### Assignment
From the records below, copy each line that has the word "first" in it.

Collected data entries

··········

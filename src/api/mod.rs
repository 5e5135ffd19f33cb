pub mod dto;
pub mod handlers;
pub mod middleware;
pub mod routes;

pub use handlers::AppState;
pub use routes::create_router;
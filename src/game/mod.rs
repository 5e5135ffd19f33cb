pub mod types;
pub mod cell;
pub mod board;
pub mod rules;

pub use types::*;
pub use cell::*;
pub use board::*;
pub use rules::*;
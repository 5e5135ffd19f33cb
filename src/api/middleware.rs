use axum::{
    body::Body,
    http::{header, HeaderMap, HeaderValue, Method, Request, StatusCode},
    middleware::Next,
    response::{IntoResponse, Response},
};
use std::time::Instant;
use tracing::info;

pub async fn logging(request: Request<Body>, next: Next) -> Response {
    let start = Instant::now();
    let method = request.method().clone();
    let uri = request.uri().clone();

    let response = next.run(request).await;

    info!(
        %method,
        %uri,
        status = response.status().as_u16(),
        elapsed = ?start.elapsed(),
        "request handled"
    );

    response
}

fn insert_cors_headers(headers: &mut HeaderMap) {
    headers.insert(header::ACCESS_CONTROL_ALLOW_ORIGIN, HeaderValue::from_static("*"));
    headers.insert(
        header::ACCESS_CONTROL_ALLOW_METHODS,
        HeaderValue::from_static("GET, POST, OPTIONS"),
    );
    headers.insert(
        header::ACCESS_CONTROL_ALLOW_HEADERS,
        HeaderValue::from_static("Content-Type"),
    );
}

/// プリフライト(OPTIONS)はルートに渡さず204で応答する
pub async fn cors(request: Request<Body>, next: Next) -> Response {
    let mut response = if request.method() == Method::OPTIONS {
        StatusCode::NO_CONTENT.into_response()
    } else {
        next.run(request).await
    };

    insert_cors_headers(response.headers_mut());
    response
}
//! 盤面の1マスを表すモジュール
//! 地雷・旗・公開状態・隣接地雷数を保持し、盤面(Board)からのみ変更される。

use serde::Serialize;

use super::types::Position;

/// 盤面の1マス
/// 変更系メソッドはクレート内部(Board)専用
#[derive(Debug, Clone, PartialEq, Eq)]
pub struct Cell {
    position: Position,
    is_mine: bool,
    adjacent_mines: u8,
    is_revealed: bool,
    is_flagged: bool,
}

impl Cell {
    /// 地雷なし・未公開・旗なし・隣接数0の新しいマスを作成する
    pub(crate) fn new(position: Position) -> Self {
        Self {
            position,
            is_mine: false,
            adjacent_mines: 0,
            is_revealed: false,
            is_flagged: false,
        }
    }

    pub fn position(&self) -> Position {
        self.position
    }

    pub fn is_mine(&self) -> bool {
        self.is_mine
    }

    pub fn adjacent_mines(&self) -> u8 {
        self.adjacent_mines
    }

    pub fn is_revealed(&self) -> bool {
        self.is_revealed
    }

    pub fn is_flagged(&self) -> bool {
        self.is_flagged
    }

    pub(crate) fn place_mine(&mut self) {
        self.is_mine = true;
    }

    pub(crate) fn reveal(&mut self) {
        self.is_revealed = true;
    }

    /// 旗を反転する
    /// 公開済みのマスでは何もしない
    pub(crate) fn toggle_flag(&mut self) {
        if !self.is_revealed {
            self.is_flagged = !self.is_flagged;
        }
    }

    /// 地雷配置時にのみ呼ばれる
    pub(crate) fn increment_adjacent_mines(&mut self) {
        debug_assert!(self.adjacent_mines < 8);
        self.adjacent_mines += 1;
    }

    /// 描画層に渡す読み取り専用スナップショットを作成する
    pub fn view(&self) -> CellView {
        CellView {
            position: self.position,
            is_mine: self.is_mine,
            adjacent_mines: self.adjacent_mines,
            is_revealed: self.is_revealed,
            is_flagged: self.is_flagged,
        }
    }
}

/// マスの読み取り専用スナップショット
#[derive(Debug, Clone, Copy, PartialEq, Eq, Serialize)]
pub struct CellView {
    pub position: Position,
    pub is_mine: bool,
    pub adjacent_mines: u8,
    pub is_revealed: bool,
    pub is_flagged: bool,
}
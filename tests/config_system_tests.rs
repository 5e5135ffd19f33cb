//! 設定システム統合テスト

use std::{env, fs};
use tempfile::TempDir;

use minesweeper::{
    api::dto::SettingsResponse,
    config::{BoardConfig, Config, ConfigError, DisplayConfig, ServerConfig},
    game::GameState,
    GameError,
};

fn create_test_config() -> Config {
    Config {
        board: BoardConfig {
            rows: 9,
            cols: 9,
            mines: 10,
            seed: Some(1234),
        },
        display: DisplayConfig {
            title: "Beginner".to_string(),
            cell_size: 32,
        },
        server: ServerConfig {
            port: 4000,
            host: "127.0.0.1".to_string(),
            enable_cors: false,
            enable_logging: false,
        },
    }
}

#[test]
fn test_config_serialization_deserialization() {
    let config = create_test_config();

    let json_str = serde_json::to_string_pretty(&config).unwrap();
    assert!(json_str.contains("4000"));
    assert!(json_str.contains("127.0.0.1"));
    assert!(json_str.contains("1234"));

    let deserialized: Config = serde_json::from_str(&json_str).unwrap();
    assert_eq!(deserialized, config);
}

#[test]
fn test_config_file_operations() {
    let temp_dir = TempDir::new().unwrap();
    let config_path = temp_dir.path().join("test_config.json");

    let original_config = create_test_config();

    // ファイルに保存
    original_config.save_to_file(&config_path).unwrap();
    assert!(config_path.exists());

    // ファイルから読み込み
    let loaded_config = Config::from_file(&config_path).unwrap();
    assert_eq!(loaded_config.board, original_config.board);
    assert_eq!(loaded_config.server.port, original_config.server.port);
}

#[test]
fn test_config_file_errors() {
    let temp_dir = TempDir::new().unwrap();

    let missing = Config::from_file(temp_dir.path().join("missing.json"));
    assert!(matches!(missing, Err(ConfigError::FileReadError(_))));

    let broken_path = temp_dir.path().join("broken.json");
    fs::write(&broken_path, "{ not json").unwrap();
    assert!(matches!(
        Config::from_file(&broken_path),
        Err(ConfigError::ParseError(_))
    ));
}

#[test]
fn test_config_validation() {
    let mut config = Config::default();

    // 有効な設定
    assert!(config.validate().is_ok());

    // 無効なポート
    config.server.port = 0;
    assert!(matches!(config.validate(), Err(ConfigError::InvalidValue { .. })));

    // 地雷が多すぎる
    config.server.port = 3000;
    config.board.mines = config.board.rows * config.board.cols;
    assert!(matches!(
        config.validate(),
        Err(ConfigError::Board(GameError::TooManyMines { .. }))
    ));

    // 空の盤面
    config.board = BoardConfig {
        rows: 0,
        cols: 10,
        mines: 0,
        seed: None,
    };
    assert!(matches!(
        config.validate(),
        Err(ConfigError::Board(GameError::InvalidDimensions { rows: 0, cols: 10 }))
    ));
}

#[test]
fn test_env_var_config_loading() {
    env::set_var("MINESWEEPER_ROWS", "8");
    env::set_var("MINESWEEPER_COLS", "12");
    env::set_var("MINESWEEPER_MINES", "15");
    env::set_var("MINESWEEPER_SEED", "99");
    env::set_var("SERVER_PORT", "5000");
    env::set_var("SERVER_HOST", "192.168.1.100");

    let config = Config::from_env().unwrap();

    assert_eq!(config.board.rows, 8);
    assert_eq!(config.board.cols, 12);
    assert_eq!(config.board.mines, 15);
    assert_eq!(config.board.seed, Some(99));
    assert_eq!(config.server.port, 5000);
    assert_eq!(config.server.host, "192.168.1.100");
    // 未設定の値はデフォルトのまま
    assert_eq!(config.display, DisplayConfig::default());

    env::set_var("MINESWEEPER_MINES", "many");
    assert!(matches!(
        Config::from_env(),
        Err(ConfigError::EnvVarError { ref name, .. }) if name == "MINESWEEPER_MINES"
    ));

    env::remove_var("MINESWEEPER_ROWS");
    env::remove_var("MINESWEEPER_COLS");
    env::remove_var("MINESWEEPER_MINES");
    env::remove_var("MINESWEEPER_SEED");
    env::remove_var("SERVER_PORT");
    env::remove_var("SERVER_HOST");
}

#[test]
fn test_seeded_config_builds_reproducible_boards() {
    let config = create_test_config();

    let mut first = config.board.build_board().unwrap();
    let mut second = config.board.build_board().unwrap();
    first.reveal_at(4, 4).unwrap();
    second.reveal_at(4, 4).unwrap();

    assert_eq!(first.display(), second.display());
    assert_ne!(first.state(), GameState::Lost);
}

#[test]
fn test_settings_response_reflects_config() {
    let settings = SettingsResponse::from(&create_test_config());

    assert_eq!(settings.title, "Beginner");
    assert_eq!(settings.window_width, 9 * 32);
    assert_eq!(settings.window_height, 9 * 32);
    assert_eq!(settings.mines, 10);
}
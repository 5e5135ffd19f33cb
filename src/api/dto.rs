//! API入出力のデータ構造定義モジュール
//! 盤面スナップショットを描画層向けのJSONに変換する。
//! 未公開マスの地雷情報はレスポンスに含めない。

use serde::{Deserialize, Serialize};

use crate::config::Config;
use crate::game::{Board, Cell, FlagOutcome, GameState, RevealOutcome};

/// 描画層から見たマスの状態
#[derive(Debug, Clone, Copy, PartialEq, Eq, Serialize)]
pub enum CellResponse {
    Hidden,
    Flagged,
    Revealed { adjacent: u8 },
    Mine,
}

impl From<&Cell> for CellResponse {
    fn from(cell: &Cell) -> Self {
        match (cell.is_revealed(), cell.is_flagged(), cell.is_mine()) {
            (false, true, _) => CellResponse::Flagged,
            (false, false, _) => CellResponse::Hidden,
            (true, _, true) => CellResponse::Mine,
            (true, _, false) => CellResponse::Revealed {
                adjacent: cell.adjacent_mines(),
            },
        }
    }
}

/// 盤面全体のスナップショット
#[derive(Debug, Clone, Serialize)]
pub struct GameResponse {
    pub rows: usize,
    pub cols: usize,
    pub mines: usize,
    pub remaining_mines: isize,
    pub revealed_count: usize,
    pub state: GameState,
    pub board: Vec<Vec<CellResponse>>,
}

impl GameResponse {
    pub fn from_board(board: &Board) -> Self {
        let (rows, cols) = board.dimensions();
        let cells = board
            .cells()
            .chunks(cols)
            .map(|row| row.iter().map(CellResponse::from).collect())
            .collect();

        Self {
            rows,
            cols,
            mines: board.mine_count(),
            remaining_mines: board.remaining_mines(),
            revealed_count: board.revealed_count(),
            state: board.state(),
            board: cells,
        }
    }
}

#[derive(Debug, Clone, Serialize)]
pub struct RevealResponse {
    /// "no_change" / "revealed" / "hit_mine" / "won"
    pub outcome: String,
    pub revealed: usize,
    pub game: GameResponse,
}

impl RevealResponse {
    pub fn new(outcome: RevealOutcome, board: &Board) -> Self {
        let (label, revealed) = match outcome {
            RevealOutcome::NoChange => ("no_change", 0),
            RevealOutcome::Revealed { count } => ("revealed", count),
            RevealOutcome::HitMine => ("hit_mine", 0),
            RevealOutcome::Won { count } => ("won", count),
        };

        Self {
            outcome: label.to_string(),
            revealed,
            game: GameResponse::from_board(board),
        }
    }
}

#[derive(Debug, Clone, Serialize)]
pub struct FlagResponse {
    /// "no_change" / "flagged" / "unflagged"
    pub outcome: String,
    pub game: GameResponse,
}

impl FlagResponse {
    pub fn new(outcome: FlagOutcome, board: &Board) -> Self {
        let label = match outcome {
            FlagOutcome::NoChange => "no_change",
            FlagOutcome::Flagged => "flagged",
            FlagOutcome::Unflagged => "unflagged",
        };

        Self {
            outcome: label.to_string(),
            game: GameResponse::from_board(board),
        }
    }
}

/// 描画層が盤面を描くための設定値
#[derive(Debug, Clone, PartialEq, Eq, Serialize)]
pub struct SettingsResponse {
    pub title: String,
    pub rows: usize,
    pub cols: usize,
    pub mines: usize,
    pub cell_size: u32,
    pub window_width: u64,
    pub window_height: u64,
}

impl From<&Config> for SettingsResponse {
    fn from(config: &Config) -> Self {
        Self {
            title: config.display.title.clone(),
            rows: config.board.rows,
            cols: config.board.cols,
            mines: config.board.mines,
            cell_size: config.display.cell_size,
            window_width: config.window_width(),
            window_height: config.window_height(),
        }
    }
}

/// reveal/flag共通のリクエスト
/// 負の値も受け取り、範囲外として400を返す
#[derive(Debug, Clone, Copy, Deserialize)]
pub struct PositionRequest {
    pub row: isize,
    pub col: isize,
}

#[derive(Debug, Serialize)]
pub struct ErrorResponse {
    pub error: String,
    pub details: Option<String>,
}

#[cfg(test)]
mod tests {
    use super::*;

    #[test]
    fn test_game_response_hides_unrevealed_mines() {
        let board = Board::with_mines(2, 2, &[(0, 0)]).unwrap();
        let response = GameResponse::from_board(&board);

        assert_eq!(response.rows, 2);
        assert_eq!(response.cols, 2);
        assert_eq!(response.state, GameState::Playing);
        assert!(response
            .board
            .iter()
            .flatten()
            .all(|cell| *cell == CellResponse::Hidden));
    }

    #[test]
    fn test_game_response_after_loss_shows_mines() {
        let mut board = Board::with_mines(2, 2, &[(0, 0)]).unwrap();
        board.toggle_flag_at(1, 1).unwrap();
        let outcome = board.reveal_at(0, 0).unwrap();
        let response = RevealResponse::new(outcome, &board);

        assert_eq!(response.outcome, "hit_mine");
        assert_eq!(response.game.state, GameState::Lost);
        assert_eq!(response.game.board[0][0], CellResponse::Mine);
        assert_eq!(response.game.board[1][1], CellResponse::Flagged);
        assert_eq!(response.game.board[0][1], CellResponse::Hidden);
    }

    #[test]
    fn test_winning_reveal_reports_flood_count() {
        let mut board = Board::with_mines(3, 3, &[(2, 2)]).unwrap();
        let outcome = board.reveal_at(0, 0).unwrap();
        let response = RevealResponse::new(outcome, &board);

        assert_eq!(response.outcome, "won");
        assert_eq!(response.revealed, 8);
        assert_eq!(response.game.revealed_count, 8);
    }

    #[test]
    fn test_cell_response_serialization() {
        let json = serde_json::to_value(CellResponse::Revealed { adjacent: 3 }).unwrap();
        assert_eq!(json["Revealed"]["adjacent"], 3);
        assert_eq!(serde_json::to_value(CellResponse::Hidden).unwrap(), "Hidden");
    }

    #[test]
    fn test_settings_response_from_config() {
        let settings = SettingsResponse::from(&Config::default());
        assert_eq!(settings.title, "Minesweeper");
        assert_eq!(settings.window_width, 1200);
        assert_eq!(settings.window_height, 960);
    }
}
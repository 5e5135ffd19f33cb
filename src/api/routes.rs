use axum::{
    middleware,
    routing::{get, post},
    Router,
};

use super::{
    handlers::{get_game, get_settings, reset_game, reveal, toggle_flag, AppState},
    middleware::{cors, logging},
};
use crate::config::ServerConfig;

pub fn create_router(server: &ServerConfig) -> Router<AppState> {
    let mut router = Router::new()
        .route("/api/game", get(get_game))
        .route("/api/game/reveal", post(reveal))
        .route("/api/game/flag", post(toggle_flag))
        .route("/api/game/reset", post(reset_game))
        .route("/api/settings", get(get_settings))
        .route("/health", get(health_check));

    if server.enable_cors {
        router = router.layer(middleware::from_fn(cors));
    }
    // 後に重ねた層が外側になるため、プリフライト応答もログに残る
    if server.enable_logging {
        router = router.layer(middleware::from_fn(logging));
    }

    router
}

async fn health_check() -> &'static str {
    "Minesweeper API Server is running"
}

··········

### Response box
    let mut first = config.board.build_board().unwrap();
    first.reveal_at(4, 4).unwrap();
    assert_eq!(first.display(), second.display());
    assert_ne!(first.state(), GameState::Lost);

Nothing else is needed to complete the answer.